Stored data
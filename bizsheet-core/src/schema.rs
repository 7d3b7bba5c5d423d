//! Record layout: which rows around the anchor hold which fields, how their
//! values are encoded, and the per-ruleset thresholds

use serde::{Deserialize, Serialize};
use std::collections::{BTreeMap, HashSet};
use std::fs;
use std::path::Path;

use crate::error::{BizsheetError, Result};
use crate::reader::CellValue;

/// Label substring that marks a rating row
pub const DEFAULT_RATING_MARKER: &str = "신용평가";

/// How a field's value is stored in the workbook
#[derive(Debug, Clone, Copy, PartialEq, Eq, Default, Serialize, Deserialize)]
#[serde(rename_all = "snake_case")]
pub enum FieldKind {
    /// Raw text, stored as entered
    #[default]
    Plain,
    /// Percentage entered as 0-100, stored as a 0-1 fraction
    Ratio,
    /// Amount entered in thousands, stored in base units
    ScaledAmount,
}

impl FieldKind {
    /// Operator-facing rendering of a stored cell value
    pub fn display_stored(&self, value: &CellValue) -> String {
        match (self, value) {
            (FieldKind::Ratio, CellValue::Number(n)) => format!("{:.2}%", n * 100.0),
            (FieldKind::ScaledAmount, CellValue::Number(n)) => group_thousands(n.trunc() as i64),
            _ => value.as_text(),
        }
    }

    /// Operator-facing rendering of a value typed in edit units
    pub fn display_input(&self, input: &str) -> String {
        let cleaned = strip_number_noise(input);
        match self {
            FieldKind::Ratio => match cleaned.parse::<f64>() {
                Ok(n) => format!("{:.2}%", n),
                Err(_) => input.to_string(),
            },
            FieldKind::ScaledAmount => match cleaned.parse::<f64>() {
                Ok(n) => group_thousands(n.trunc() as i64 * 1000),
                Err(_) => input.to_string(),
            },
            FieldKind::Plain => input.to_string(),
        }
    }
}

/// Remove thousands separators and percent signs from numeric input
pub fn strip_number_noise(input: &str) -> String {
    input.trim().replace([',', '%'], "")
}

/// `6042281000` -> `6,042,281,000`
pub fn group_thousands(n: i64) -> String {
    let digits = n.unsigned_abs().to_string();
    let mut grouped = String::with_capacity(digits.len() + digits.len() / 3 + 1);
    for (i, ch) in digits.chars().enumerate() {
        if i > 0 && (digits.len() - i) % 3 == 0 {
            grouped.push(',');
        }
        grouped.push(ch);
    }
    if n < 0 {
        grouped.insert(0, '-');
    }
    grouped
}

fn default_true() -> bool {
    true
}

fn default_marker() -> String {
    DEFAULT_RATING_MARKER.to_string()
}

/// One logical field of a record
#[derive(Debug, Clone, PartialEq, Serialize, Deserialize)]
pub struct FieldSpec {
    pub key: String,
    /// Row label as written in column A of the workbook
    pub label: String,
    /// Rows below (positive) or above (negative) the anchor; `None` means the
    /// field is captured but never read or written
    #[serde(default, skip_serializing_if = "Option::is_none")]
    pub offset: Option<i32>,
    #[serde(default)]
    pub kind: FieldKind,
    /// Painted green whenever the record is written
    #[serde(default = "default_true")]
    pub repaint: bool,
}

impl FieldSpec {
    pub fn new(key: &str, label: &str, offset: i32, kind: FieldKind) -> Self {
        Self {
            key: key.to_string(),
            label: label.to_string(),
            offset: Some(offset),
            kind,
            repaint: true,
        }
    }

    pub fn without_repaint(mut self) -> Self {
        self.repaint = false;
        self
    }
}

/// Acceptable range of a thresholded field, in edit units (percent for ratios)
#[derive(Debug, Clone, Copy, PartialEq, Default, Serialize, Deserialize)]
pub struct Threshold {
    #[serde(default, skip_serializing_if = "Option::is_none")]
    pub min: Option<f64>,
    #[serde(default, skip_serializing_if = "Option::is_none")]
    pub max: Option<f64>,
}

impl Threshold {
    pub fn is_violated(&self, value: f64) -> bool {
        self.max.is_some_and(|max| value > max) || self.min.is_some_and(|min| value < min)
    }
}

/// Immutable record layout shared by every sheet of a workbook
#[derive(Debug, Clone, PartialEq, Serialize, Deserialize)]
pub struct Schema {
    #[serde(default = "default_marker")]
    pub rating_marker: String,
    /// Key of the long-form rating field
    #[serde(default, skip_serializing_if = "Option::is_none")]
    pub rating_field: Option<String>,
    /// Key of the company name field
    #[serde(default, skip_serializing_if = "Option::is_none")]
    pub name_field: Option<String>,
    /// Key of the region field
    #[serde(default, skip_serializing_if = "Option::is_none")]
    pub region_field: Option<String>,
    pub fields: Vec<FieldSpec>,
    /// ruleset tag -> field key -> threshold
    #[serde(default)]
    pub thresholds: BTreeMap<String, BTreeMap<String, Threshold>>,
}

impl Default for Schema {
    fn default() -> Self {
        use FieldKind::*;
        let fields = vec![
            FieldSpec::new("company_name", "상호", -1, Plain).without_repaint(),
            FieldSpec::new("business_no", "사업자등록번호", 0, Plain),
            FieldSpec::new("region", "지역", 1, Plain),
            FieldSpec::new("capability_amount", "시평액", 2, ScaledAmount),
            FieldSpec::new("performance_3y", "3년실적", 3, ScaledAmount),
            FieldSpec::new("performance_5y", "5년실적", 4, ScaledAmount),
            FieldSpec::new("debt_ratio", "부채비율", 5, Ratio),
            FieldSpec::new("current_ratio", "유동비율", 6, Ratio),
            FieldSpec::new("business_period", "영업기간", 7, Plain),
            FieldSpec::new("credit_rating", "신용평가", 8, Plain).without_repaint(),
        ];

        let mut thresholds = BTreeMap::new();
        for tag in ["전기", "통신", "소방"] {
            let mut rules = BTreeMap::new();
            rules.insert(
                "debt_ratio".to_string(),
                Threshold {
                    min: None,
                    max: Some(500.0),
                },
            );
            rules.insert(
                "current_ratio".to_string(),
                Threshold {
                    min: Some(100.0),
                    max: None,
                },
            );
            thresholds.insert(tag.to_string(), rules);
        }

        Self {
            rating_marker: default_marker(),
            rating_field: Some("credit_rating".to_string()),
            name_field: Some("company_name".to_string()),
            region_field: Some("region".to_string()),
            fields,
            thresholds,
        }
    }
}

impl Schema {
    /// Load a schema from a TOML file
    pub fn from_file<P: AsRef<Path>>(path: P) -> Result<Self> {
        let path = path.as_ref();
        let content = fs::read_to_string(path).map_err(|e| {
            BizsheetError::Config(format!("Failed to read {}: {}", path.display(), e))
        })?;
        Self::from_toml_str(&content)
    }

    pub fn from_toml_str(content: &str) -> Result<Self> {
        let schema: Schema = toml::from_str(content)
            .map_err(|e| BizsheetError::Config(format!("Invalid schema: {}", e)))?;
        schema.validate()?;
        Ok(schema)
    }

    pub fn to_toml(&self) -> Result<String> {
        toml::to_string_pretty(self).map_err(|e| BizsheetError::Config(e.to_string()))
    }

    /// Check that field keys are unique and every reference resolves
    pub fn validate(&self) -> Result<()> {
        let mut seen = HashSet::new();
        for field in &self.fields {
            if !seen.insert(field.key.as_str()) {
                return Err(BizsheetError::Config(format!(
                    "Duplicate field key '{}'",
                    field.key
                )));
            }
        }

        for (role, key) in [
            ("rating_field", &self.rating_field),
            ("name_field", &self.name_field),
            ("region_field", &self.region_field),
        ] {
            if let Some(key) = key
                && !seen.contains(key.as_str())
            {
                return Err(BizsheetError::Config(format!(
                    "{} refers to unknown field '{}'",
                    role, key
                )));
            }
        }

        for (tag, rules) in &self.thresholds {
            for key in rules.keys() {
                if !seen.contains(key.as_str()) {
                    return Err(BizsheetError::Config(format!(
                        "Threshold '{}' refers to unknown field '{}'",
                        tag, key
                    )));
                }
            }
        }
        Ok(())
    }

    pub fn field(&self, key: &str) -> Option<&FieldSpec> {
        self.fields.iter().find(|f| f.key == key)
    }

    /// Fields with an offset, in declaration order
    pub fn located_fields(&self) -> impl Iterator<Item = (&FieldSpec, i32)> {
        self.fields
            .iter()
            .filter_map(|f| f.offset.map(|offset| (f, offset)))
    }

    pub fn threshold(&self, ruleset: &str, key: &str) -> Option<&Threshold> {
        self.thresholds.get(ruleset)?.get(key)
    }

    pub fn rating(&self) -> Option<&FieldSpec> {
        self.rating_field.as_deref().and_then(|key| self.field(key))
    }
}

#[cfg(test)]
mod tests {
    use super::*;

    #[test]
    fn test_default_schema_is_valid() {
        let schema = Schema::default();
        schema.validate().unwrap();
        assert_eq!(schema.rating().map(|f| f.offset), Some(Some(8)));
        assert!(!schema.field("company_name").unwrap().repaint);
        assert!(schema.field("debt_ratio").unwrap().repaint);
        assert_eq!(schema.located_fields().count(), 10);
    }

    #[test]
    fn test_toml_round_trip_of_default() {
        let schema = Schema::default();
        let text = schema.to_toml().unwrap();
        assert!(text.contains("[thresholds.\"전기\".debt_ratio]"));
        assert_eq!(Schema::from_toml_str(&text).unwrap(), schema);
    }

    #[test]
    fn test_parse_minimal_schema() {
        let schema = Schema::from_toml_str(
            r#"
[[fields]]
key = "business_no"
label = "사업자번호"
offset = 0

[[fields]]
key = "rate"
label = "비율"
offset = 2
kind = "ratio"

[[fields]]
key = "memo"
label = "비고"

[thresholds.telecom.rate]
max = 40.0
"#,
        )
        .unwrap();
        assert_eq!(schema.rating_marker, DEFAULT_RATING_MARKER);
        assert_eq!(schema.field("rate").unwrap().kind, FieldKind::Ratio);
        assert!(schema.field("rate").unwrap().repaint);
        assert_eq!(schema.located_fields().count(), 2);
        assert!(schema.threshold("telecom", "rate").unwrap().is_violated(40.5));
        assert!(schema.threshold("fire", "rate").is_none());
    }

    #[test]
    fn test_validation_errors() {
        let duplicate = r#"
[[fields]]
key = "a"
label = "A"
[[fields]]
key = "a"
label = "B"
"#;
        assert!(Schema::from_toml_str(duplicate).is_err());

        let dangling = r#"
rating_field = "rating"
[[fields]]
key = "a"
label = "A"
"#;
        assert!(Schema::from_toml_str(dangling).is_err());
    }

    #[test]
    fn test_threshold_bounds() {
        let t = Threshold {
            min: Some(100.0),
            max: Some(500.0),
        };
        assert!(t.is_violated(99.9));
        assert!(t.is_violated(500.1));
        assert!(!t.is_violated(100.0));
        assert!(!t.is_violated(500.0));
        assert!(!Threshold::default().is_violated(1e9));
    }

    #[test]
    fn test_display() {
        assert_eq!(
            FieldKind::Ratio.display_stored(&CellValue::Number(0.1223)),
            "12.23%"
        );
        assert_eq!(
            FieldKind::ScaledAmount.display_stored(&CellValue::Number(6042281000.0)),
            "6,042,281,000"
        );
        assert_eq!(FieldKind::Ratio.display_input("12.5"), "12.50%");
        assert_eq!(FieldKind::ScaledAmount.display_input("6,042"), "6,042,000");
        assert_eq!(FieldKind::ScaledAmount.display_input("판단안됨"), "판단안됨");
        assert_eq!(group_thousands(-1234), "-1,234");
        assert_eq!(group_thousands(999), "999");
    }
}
...
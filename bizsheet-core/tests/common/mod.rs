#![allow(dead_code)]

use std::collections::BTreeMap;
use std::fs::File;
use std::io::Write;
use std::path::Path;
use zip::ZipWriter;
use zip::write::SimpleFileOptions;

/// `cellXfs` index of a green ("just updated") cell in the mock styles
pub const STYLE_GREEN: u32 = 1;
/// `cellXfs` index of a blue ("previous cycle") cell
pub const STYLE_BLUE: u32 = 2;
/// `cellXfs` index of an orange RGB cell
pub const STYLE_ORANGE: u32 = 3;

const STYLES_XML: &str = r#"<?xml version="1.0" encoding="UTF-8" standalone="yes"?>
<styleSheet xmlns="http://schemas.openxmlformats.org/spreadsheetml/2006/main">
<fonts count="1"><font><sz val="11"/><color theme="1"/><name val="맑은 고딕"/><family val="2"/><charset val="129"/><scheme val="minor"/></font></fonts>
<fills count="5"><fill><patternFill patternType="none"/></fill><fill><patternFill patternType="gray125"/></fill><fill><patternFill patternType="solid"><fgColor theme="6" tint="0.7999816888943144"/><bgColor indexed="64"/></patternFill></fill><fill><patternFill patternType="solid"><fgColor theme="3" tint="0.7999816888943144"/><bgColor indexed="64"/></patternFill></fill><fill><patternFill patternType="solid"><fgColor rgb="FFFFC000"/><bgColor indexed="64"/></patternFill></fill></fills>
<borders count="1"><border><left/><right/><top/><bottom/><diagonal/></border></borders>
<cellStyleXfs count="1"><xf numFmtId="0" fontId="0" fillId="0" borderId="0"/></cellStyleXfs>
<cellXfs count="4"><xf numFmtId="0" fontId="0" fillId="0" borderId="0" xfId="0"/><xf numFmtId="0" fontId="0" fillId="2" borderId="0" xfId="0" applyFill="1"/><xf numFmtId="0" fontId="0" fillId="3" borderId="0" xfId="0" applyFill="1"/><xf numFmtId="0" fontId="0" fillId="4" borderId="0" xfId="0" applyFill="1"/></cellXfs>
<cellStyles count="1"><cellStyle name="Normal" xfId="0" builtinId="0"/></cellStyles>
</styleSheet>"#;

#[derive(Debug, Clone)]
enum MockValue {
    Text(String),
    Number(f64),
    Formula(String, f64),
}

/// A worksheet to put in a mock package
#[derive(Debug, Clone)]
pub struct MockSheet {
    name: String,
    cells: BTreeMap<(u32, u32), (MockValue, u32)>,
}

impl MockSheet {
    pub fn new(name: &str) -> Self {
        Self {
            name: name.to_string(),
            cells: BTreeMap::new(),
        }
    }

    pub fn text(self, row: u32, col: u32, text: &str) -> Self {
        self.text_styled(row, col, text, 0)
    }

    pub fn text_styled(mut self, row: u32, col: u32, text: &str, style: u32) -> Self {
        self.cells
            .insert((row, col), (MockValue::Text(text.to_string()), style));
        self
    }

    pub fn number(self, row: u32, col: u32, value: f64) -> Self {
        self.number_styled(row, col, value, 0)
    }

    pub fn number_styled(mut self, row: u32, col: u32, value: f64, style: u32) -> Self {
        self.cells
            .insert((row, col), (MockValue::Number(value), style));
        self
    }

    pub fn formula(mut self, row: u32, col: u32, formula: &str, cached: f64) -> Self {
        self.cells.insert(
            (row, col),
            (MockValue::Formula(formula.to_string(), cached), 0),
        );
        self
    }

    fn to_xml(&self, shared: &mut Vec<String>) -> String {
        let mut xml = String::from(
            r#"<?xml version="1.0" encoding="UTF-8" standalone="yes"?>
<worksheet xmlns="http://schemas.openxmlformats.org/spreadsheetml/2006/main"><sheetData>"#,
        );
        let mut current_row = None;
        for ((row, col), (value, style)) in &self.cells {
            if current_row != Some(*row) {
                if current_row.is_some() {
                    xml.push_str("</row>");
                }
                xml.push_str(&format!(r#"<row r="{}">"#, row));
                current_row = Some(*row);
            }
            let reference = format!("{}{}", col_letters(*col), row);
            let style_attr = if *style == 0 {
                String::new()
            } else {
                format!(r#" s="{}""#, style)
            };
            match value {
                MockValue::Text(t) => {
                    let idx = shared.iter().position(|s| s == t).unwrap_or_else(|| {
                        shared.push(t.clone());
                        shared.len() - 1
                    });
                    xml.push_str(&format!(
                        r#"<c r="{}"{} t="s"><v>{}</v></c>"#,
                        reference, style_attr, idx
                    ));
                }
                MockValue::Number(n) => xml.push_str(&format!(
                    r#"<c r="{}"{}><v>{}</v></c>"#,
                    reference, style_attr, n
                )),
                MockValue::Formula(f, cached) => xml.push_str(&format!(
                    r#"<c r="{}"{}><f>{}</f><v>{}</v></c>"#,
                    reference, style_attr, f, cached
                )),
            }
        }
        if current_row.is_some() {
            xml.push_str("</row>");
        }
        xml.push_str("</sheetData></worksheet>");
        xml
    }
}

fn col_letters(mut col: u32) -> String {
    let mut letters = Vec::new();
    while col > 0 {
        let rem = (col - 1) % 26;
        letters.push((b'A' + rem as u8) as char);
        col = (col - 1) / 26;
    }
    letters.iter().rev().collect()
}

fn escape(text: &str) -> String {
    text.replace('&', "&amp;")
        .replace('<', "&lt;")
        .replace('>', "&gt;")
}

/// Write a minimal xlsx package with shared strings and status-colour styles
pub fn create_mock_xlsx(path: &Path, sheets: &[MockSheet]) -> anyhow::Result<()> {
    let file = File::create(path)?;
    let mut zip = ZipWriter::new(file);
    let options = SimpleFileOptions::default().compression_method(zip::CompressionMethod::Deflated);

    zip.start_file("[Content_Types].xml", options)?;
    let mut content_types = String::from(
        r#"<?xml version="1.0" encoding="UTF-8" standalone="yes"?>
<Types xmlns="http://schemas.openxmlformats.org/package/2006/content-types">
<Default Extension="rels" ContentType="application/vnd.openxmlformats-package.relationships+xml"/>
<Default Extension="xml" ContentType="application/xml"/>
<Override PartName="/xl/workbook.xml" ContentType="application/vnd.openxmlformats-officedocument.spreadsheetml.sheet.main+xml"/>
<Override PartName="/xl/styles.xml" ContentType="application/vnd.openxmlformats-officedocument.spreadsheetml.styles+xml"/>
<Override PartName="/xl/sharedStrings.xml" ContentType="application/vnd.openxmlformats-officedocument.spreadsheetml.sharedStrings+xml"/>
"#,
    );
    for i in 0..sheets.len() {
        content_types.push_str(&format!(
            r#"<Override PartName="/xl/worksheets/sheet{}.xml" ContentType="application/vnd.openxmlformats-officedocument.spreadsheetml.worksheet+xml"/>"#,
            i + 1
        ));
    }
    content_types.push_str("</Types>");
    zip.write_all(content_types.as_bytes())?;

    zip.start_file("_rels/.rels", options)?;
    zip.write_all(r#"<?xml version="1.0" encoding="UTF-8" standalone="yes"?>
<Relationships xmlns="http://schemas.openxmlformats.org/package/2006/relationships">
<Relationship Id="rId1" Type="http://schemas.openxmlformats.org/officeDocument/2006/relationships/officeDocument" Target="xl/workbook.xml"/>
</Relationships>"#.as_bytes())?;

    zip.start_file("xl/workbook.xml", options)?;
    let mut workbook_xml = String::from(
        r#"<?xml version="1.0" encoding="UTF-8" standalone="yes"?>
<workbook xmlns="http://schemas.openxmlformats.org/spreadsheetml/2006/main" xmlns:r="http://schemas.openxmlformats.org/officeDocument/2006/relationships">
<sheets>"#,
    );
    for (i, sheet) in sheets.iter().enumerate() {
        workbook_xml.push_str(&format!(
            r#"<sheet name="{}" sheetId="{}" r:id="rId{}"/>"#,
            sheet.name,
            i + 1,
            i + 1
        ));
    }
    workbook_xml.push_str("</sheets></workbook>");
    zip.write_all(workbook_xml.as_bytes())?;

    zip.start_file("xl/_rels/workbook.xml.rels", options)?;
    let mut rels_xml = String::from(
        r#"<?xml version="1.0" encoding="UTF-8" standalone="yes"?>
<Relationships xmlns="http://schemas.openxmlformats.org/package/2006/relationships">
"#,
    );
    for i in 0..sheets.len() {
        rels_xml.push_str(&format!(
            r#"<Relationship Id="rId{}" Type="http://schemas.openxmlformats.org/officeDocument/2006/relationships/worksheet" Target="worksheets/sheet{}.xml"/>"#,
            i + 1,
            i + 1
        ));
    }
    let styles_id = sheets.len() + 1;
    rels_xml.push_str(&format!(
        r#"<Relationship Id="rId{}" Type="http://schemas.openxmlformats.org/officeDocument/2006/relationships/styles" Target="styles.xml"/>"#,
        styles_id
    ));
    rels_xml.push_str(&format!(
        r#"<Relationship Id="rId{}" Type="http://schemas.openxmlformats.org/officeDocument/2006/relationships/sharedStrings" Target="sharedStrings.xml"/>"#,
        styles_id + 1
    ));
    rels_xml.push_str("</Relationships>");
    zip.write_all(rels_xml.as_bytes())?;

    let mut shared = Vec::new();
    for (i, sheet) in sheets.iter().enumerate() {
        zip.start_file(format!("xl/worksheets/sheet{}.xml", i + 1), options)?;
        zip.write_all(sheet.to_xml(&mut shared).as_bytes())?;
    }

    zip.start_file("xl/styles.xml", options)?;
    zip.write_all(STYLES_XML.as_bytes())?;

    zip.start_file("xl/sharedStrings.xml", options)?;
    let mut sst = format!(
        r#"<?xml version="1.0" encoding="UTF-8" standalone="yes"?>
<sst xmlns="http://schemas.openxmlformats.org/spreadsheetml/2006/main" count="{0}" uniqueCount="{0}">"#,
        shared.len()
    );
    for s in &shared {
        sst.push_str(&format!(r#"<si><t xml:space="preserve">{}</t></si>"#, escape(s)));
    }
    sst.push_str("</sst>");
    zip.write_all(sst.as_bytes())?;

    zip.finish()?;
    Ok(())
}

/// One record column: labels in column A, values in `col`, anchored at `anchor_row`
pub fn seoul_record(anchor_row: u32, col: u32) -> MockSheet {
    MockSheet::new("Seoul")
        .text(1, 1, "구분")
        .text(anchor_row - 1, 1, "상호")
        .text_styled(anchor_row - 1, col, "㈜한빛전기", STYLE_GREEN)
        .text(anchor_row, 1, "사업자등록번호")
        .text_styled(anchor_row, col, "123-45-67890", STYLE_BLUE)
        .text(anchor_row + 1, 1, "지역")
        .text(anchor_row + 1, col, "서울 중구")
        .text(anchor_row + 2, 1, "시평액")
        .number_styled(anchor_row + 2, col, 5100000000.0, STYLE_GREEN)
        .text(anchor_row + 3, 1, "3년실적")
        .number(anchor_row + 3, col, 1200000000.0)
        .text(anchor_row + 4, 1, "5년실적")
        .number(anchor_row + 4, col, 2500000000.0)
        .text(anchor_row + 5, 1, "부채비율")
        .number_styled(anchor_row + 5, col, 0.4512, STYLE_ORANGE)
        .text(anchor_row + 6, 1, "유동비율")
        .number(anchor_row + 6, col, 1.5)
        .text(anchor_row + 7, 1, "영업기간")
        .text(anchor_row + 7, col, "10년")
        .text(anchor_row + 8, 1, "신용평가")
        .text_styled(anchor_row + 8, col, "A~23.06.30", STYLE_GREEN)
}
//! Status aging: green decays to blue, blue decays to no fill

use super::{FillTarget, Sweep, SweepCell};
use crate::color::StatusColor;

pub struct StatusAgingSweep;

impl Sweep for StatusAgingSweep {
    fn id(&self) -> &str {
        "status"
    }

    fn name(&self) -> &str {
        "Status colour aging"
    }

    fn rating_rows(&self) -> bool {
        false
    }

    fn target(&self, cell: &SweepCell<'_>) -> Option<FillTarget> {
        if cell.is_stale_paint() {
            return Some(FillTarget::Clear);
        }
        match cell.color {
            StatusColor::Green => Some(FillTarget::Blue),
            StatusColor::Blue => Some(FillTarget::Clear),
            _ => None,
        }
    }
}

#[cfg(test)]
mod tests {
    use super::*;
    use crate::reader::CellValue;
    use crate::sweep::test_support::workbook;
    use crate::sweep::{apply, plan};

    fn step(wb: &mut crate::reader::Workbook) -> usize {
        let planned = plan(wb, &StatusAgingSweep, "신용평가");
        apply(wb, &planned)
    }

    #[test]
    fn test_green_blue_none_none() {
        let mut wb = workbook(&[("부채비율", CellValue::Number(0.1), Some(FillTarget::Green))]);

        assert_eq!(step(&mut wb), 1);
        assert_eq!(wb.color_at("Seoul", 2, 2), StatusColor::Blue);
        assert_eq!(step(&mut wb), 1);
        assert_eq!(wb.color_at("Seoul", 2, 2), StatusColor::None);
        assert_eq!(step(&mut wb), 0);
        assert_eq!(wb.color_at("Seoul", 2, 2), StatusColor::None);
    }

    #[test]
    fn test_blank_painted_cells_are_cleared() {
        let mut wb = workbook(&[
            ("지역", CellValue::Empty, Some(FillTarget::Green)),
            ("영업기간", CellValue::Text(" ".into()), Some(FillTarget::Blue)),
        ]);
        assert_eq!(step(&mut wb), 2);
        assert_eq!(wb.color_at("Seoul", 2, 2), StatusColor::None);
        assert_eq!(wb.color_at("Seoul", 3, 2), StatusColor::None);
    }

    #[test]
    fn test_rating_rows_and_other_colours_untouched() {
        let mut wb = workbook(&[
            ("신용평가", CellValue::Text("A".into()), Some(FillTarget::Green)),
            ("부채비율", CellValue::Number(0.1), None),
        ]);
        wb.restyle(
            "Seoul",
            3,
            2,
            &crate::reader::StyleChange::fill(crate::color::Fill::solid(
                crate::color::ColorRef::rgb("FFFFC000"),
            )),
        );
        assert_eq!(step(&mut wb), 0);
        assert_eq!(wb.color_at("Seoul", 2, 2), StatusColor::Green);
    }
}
==
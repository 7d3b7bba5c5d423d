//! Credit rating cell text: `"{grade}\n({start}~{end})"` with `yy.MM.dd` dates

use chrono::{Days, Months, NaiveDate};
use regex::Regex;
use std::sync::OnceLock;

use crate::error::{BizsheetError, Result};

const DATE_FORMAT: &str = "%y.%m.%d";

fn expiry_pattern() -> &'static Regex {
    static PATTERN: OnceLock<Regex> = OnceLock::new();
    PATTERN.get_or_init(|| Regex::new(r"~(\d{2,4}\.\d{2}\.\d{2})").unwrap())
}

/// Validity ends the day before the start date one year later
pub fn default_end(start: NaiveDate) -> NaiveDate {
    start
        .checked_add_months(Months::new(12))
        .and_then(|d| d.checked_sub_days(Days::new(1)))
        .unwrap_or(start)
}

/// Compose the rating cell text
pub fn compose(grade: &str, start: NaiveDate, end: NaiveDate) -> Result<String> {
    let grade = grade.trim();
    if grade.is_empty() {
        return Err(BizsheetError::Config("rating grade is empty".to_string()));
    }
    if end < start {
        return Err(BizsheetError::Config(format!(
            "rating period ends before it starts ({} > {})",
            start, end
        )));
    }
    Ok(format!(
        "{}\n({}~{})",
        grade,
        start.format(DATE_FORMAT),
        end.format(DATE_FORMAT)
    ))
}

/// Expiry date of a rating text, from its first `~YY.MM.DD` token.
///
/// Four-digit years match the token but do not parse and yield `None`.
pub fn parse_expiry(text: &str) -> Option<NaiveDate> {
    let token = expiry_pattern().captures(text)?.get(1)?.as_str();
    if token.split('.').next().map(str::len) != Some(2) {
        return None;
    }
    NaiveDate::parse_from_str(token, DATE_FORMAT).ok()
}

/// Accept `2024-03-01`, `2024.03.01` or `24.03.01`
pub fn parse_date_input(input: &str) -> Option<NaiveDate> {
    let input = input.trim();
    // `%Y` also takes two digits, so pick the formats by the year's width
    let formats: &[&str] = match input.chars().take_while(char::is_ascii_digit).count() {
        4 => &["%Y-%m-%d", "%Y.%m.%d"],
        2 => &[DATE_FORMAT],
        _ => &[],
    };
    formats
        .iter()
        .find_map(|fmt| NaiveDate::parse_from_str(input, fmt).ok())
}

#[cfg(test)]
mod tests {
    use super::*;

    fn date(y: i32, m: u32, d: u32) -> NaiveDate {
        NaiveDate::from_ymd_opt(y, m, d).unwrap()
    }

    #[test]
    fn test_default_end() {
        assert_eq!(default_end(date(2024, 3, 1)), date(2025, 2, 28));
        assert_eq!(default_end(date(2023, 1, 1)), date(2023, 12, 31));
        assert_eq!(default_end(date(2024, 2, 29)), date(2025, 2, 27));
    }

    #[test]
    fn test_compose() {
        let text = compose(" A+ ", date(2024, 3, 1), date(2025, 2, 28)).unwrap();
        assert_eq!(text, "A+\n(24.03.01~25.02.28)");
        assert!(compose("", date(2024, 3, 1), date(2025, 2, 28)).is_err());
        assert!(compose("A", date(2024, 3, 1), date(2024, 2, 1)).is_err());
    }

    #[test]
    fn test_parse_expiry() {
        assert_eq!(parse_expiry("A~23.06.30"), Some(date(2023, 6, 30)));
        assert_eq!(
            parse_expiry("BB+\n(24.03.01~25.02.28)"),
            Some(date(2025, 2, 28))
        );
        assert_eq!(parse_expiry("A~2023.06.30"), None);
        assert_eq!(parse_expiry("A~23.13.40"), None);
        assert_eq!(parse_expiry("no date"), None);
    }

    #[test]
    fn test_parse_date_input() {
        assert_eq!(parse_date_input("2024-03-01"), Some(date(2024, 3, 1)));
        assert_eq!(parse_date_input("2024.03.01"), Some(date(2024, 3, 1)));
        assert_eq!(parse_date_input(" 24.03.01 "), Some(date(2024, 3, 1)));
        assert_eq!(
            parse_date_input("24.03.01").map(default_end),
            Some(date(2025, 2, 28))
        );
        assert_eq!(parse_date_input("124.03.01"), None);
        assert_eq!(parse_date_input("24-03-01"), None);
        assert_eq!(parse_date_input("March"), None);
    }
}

The problem >> Where a line of the records contains the word "digits", copy that line.

Answer section >>
    let digits = n.unsigned_abs().to_string();
    let mut grouped = String::with_capacity(digits.len() + digits.len() / 3 + 1);
    for (i, ch) in digits.chars().enumerate() {
        if i > 0 && (digits.len() - i) % 3 == 0 {
    // `%Y` also takes two digits, so pick the formats by the year's width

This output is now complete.